Conclusion: We used a panoramic corneal image obtained before the SMILE laser scan to create a unique deep residual neural network prediction model to predict OBL formation during SMILE surgery. This model demonstrated exceptional predictive power, suggesting its clinical applicability across a broad field.

Introduction

Small-incision lenticule extraction (SMILE) surgery is a widely employed and efficacious ocular surgery for treating myopia and astigmatism (Ang et al., 2021). Compared to keratorefractive surgery, SMILE has a higher level of predictability, precision, and security (Palme et al., 2022; Wu et al., 2014; Sekundo et al., 2011; Reinstein et al., 2014; Kobashi et al., 2017). A common intraoperative complications associated with SMILE is an opaque bubble layer (OBL). This is engendered by emission of pulsed light lasting 10⁻¹⁵ s at a wavelength of 1053 nm, which causes photofracture and the generation of bubbles (carbon dioxide + dihydrogen oxide) (Moshirfar et al., 2021; Mrochen et al., 2010). Subsequent bubbles coalescence creates an opaque area. An OBL causes cap lenticule adhesion, hampering dissection of lenticules. In severe cases, it may precipitate complications, such as epithelial breakthrough and cap perforation (Sahay et al., 2021; dos Santos et al., 2016; Son et al., 2017), which markedly affect the patient’s postoperative vision (Aristeidou et al., 2015). Hence, diminishing OBL formation during SMILE surgery holds promise for reducing complications and improving postoperative visual quality, with significant practical implications.
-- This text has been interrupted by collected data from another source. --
//! Integration tests for OpenAPI ingestion

use specforge_common::{GeneratorError, HttpMethod, ParameterLocation, TypeDescriptor};
use specforge_parser::{create_parser, ingest, DocumentFormat, SpecFormat, SpecParser};
use std::path::PathBuf;

fn fixture(name: &str) -> PathBuf {
    PathBuf::from(env!("CARGO_MANIFEST_DIR"))
        .join("tests/fixtures")
        .join(name)
}

#[test]
fn test_parse_petstore_yaml() {
    let parser = create_parser(fixture("petstore.yaml"), SpecFormat::OpenApi, None).unwrap();
    let model = parser.parse().unwrap();

    assert_eq!(model.info.title, "Swagger Petstore");
    assert_eq!(model.info.version, "1.0.0");
    assert_eq!(model.info.license.get("name").unwrap(), "MIT");
    assert_eq!(model.servers.len(), 1);
    assert_eq!(model.servers[0].url, "https://petstore.example.com/v1");
    assert_eq!(model.tags[0].name, "pets");
    assert!(model.security_schemes.contains_key("api_key"));

    let keys: Vec<&String> = model.endpoints.keys().collect();
    assert_eq!(
        keys,
        vec![
            "GET /pets",
            "POST /pets",
            "GET /pets/{petId}",
            "DELETE /pets/{petId}"
        ]
    );

    let list = model.endpoint(HttpMethod::Get, "/pets").unwrap();
    assert_eq!(list.operation_id, "listPets");
    assert_eq!(
        list.response_type(),
        TypeDescriptor::array_of(TypeDescriptor::named("Pet"))
    );
}

#[test]
fn test_path_level_parameters_are_merged() {
    let parser = create_parser(fixture("petstore.yaml"), SpecFormat::OpenApi, None).unwrap();
    let model = parser.parse().unwrap();

    let list = model.endpoint(HttpMethod::Get, "/pets").unwrap();
    let names: Vec<&str> = list.parameters.iter().map(|p| p.name.as_str()).collect();
    assert_eq!(names, vec!["X-Request-Id", "limit"]);

    let limit = list.parameters_in(ParameterLocation::Query)[0];
    assert_eq!(limit.required, Some(false));
    assert_eq!(limit.default, Some(serde_json::json!(20)));
    assert_eq!(limit.schema, TypeDescriptor::primitive("integer"));
}

#[test]
fn test_referenced_parameter_and_body() {
    let parser = create_parser(fixture("petstore.yaml"), SpecFormat::OpenApi, None).unwrap();
    let model = parser.parse().unwrap();

    let show = model.endpoint(HttpMethod::Get, "/pets/{petId}").unwrap();
    assert_eq!(show.parameters.len(), 1);
    assert_eq!(show.parameters[0].name, "petId");
    assert_eq!(show.parameters[0].location, ParameterLocation::Path);
    assert_eq!(show.parameters[0].required, Some(true));

    let create = model.endpoint(HttpMethod::Post, "/pets").unwrap();
    let body = create.request_body.as_ref().unwrap();
    assert!(body.required);
    assert_eq!(create.request_body_type(), TypeDescriptor::named("NewPet"));
    assert_eq!(create.response_type(), TypeDescriptor::named("Pet"));
}

#[test]
fn test_component_schemas_are_inferred() {
    let parser = create_parser(fixture("petstore.yaml"), SpecFormat::OpenApi, None).unwrap();
    let model = parser.parse().unwrap();

    let TypeDescriptor::ObjectOf(fields) = &model.schemas["Pet"] else {
        panic!("Pet should be an object, got {:?}", model.schemas["Pet"]);
    };
    assert_eq!(fields["id"], TypeDescriptor::primitive("integer"));
    assert!(matches!(fields["status"], TypeDescriptor::Enum(ref v) if v.len() == 3));
    assert_eq!(
        fields["tags"],
        TypeDescriptor::array_of(TypeDescriptor::primitive("string"))
    );
}

#[test]
fn test_yaml_and_json_produce_identical_models() {
    let from_yaml = create_parser(fixture("petstore.yaml"), SpecFormat::OpenApi, None)
        .unwrap()
        .parse()
        .unwrap();
    let from_json = create_parser(fixture("petstore.json"), SpecFormat::OpenApi, None)
        .unwrap()
        .parse()
        .unwrap();

    assert_eq!(from_yaml, from_json);
}

#[test]
fn test_parsing_is_idempotent() {
    let parser = create_parser(fixture("petstore.yaml"), SpecFormat::OpenApi, None).unwrap();
    assert_eq!(parser.parse().unwrap(), parser.parse().unwrap());
}

#[test]
fn test_api_version_filter() {
    let parser = create_parser(fixture("petstore.yaml"), SpecFormat::OpenApi, Some("2")).unwrap();
    let model = parser.parse().unwrap();

    assert!(model.endpoints.contains_key("GET /pets"));
    assert!(model.endpoints.contains_key("GET /pets/{petId}"));
    assert!(!model.endpoints.contains_key("DELETE /pets/{petId}"));

    // The raw document is filtered too
    assert!(parser.document()["paths"]["/pets/{petId}"]
        .get("delete")
        .is_none());
}

#[test]
fn test_missing_file_is_not_found() {
    let err = create_parser(fixture("absent.yaml"), SpecFormat::OpenApi, None)
        .err()
        .unwrap();
    assert!(matches!(err, GeneratorError::NotFound(_)));
}

#[test]
fn test_unsupported_extension() {
    let err = create_parser(fixture("petstore.toml"), SpecFormat::OpenApi, None)
        .err()
        .unwrap();
    assert_eq!(err.to_string(), "Unsupported file format: toml");
}

#[test]
fn test_malformed_text_is_decode_error() {
    let err = ingest("{not json", DocumentFormat::Json, SpecFormat::OpenApi, None).unwrap_err();
    assert!(matches!(err, GeneratorError::Decode(_)));
    assert!(err
        .to_string()
        .starts_with("Error parsing specification file"));
}

#[test]
fn test_empty_document_yields_empty_model() {
    let model = ingest("{}", DocumentFormat::Json, SpecFormat::OpenApi, None).unwrap();
    assert!(model.endpoints.is_empty());
    assert!(model.schemas.is_empty());
    assert_eq!(model.info.title, "");
}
In recent years, artificial intelligence (AI) advanced ophthalmology significantly, presenting novel opportunities and challenges for ocular disease diagnosis, treatment, and management (Nuzzi et al., 2021). Through deep learning (DL) and machine learning, AI systems can swiftly and accurately detect lesions in fundus color photography, optical coherence tomography (OCT), and fundus fluorescein angiography (FFA), thereby assisting clinicians in early stage disease screening and diagnosis (Schmidt-Erfurth et al., 2018), and can predict the risk of glaucoma (Li et al., 2020; Xiong et al., 2022). Combined use of AI and patient data and surgical videos in cataract surgery holds significant promise for transforming surgical practice (Al Hajj et al., 2019).

We investigated the value of DL techniques for predicting OBL in SMILE surgery. Specifically, we attempted to predict formation of an OBL in femtosecond laser SMILE surgery by recognizing the panoramic view of the cornea before laser scanning and compared this prediction with the actual measured OBL area.

Materials and Methods

Research object

This cross-sectional retrospective study enrolled patients who underwent SMILE at the Ophthalmology Center of the second affiliated hospital of Nanchang University of between June 2021 and October 2022. All patients underwent SMILE surgery to treat myopia and astigmatism, by two experienced surgeons with 10 and 20 years’ refractive surgery experience in thousands of cases of photorefractive keratectomy, femtosecond-laser-assisted in situ keratomileusis (FS-LASIK), and SMILE surgeries.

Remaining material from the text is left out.